Well, I'm not biased.  I've always gotten the impression from my interactions with those who carried the title of Marine, carried it with pride and responsibility of what that meant.  At the very least, somebody did some brilliant motivational marketing.  I'm not talking down on the other branches, I just wanted to share my own outsider point of view.  It's only since being here that I've learned more about the Army.  But I still have to think, when someone yells,"Don't embarrass us, you're a soldier!!" it doesn't have quite the same effect as "Don't embarrass us, you're a Marine!!" 

It's that strong sense of identity across all levels that is something very special, even if it's not 'elite' by everyone's standards.


----------



## Gunz (Oct 9, 2017)

I'm gratified to see this thread has generated such a learned discussion from our career officers. Marines get plenty of Corps history in the pipeline, we're told we're the best, it's hammered into us until we start to believe it. In the words of my SDI: "Marines can do anything but put wheels on a miscarriage or sew the crack of dawn shut."

The emphasis is on instant obedience to orders, aggressivenes, teamwork, and building unquestionable confidence in our ability to adapt, improvise and overcome any challenge.

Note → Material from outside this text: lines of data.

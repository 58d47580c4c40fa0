use axum::{extract::State, routing::post, Json, Router};
use tracing::instrument;

use crate::{
    auth::{
        dto::{AuthResponse, LoginRequest, RegisterRequest},
        services::AuthService,
    },
    error::{AppJson, AppResult},
    state::AppState,
};

pub fn auth_routes() -> Router<AppState> {
    Router::new()
        .route("/api/auth/login", post(login))
        .route("/api/auth/registro", post(register))
}

#[instrument(skip(auth, payload))]
pub async fn login(
    State(auth): State<AuthService>,
    AppJson(payload): AppJson<LoginRequest>,
) -> AppResult<Json<AuthResponse>> {
    let token = auth
        .login(payload.email.as_deref(), payload.password.as_deref())
        .await?;
    Ok(Json(AuthResponse::bearer(token)))
}

#[instrument(skip(auth, payload))]
pub async fn register(
    State(auth): State<AuthService>,
    AppJson(payload): AppJson<RegisterRequest>,
) -> AppResult<Json<AuthResponse>> {
    let token = auth
        .register(
            payload.name.as_deref(),
            payload.email.as_deref(),
            payload.password.as_deref(),
        )
        .await?;
    Ok(Json(AuthResponse::bearer(token)))
}
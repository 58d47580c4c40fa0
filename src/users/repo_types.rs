use sqlx::FromRow;
use time::OffsetDateTime;
use uuid::Uuid;

/// User record in the store.
#[derive(Debug, Clone, FromRow)]
pub struct User {
    pub id: Uuid,                              // random v4, never changes
    pub name: Option<String>,
    pub email: String,                         // unique across users
    pub password_hash: String,                 // Argon2 hash, never leaves the service layer
    pub active: bool,
    pub created_at: OffsetDateTime,            // set once at creation
    pub modified_at: Option<OffsetDateTime>,
    pub last_login_at: Option<OffsetDateTime>,
    pub token: Option<String>,                 // last issued bearer token
    #[sqlx(skip)]
    pub phones: Vec<Phone>,
}

impl User {
    /// Blank record stamped with `now`, before any field is filled in.
    pub fn new(now: OffsetDateTime) -> Self {
        Self {
            id: Uuid::new_v4(),
            name: None,
            email: String::new(),
            password_hash: String::new(),
            active: false,
            created_at: now,
            modified_at: None,
            last_login_at: None,
            token: None,
            phones: Vec::new(),
        }
    }
}

/// Phone owned by a user. `id` is assigned by the store on first write.
#[derive(Debug, Clone, PartialEq, Eq, FromRow)]
pub struct Phone {
    pub id: Option<i64>,
    pub user_id: Uuid,
    pub number: String,
    pub city_code: String,
    pub country_code: String,
}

Even if we're not "elite" by definition the belief that we are has helped carry us through many a tough fight.


----------



## Il Duce (Oct 9, 2017)

Teufel said:


> Honestly I think the joint force is most interested in our combat support because of capacity shortfalls in high demand/low density fields. The "every Marine a rifleman" ethos produces a unique kind of support Marine who is motivated, disciplined, and expeditionary.
> 
> I love the infantry but we can only do so much without more armor and mechanized vehicles in a high intensity conflict. I have argued before that the Marine Corps should drop our tank battalions and form partnerships with Army units similar to the Royal Marine model. The British Army has attached armor and cavalry units to the Royal Marines.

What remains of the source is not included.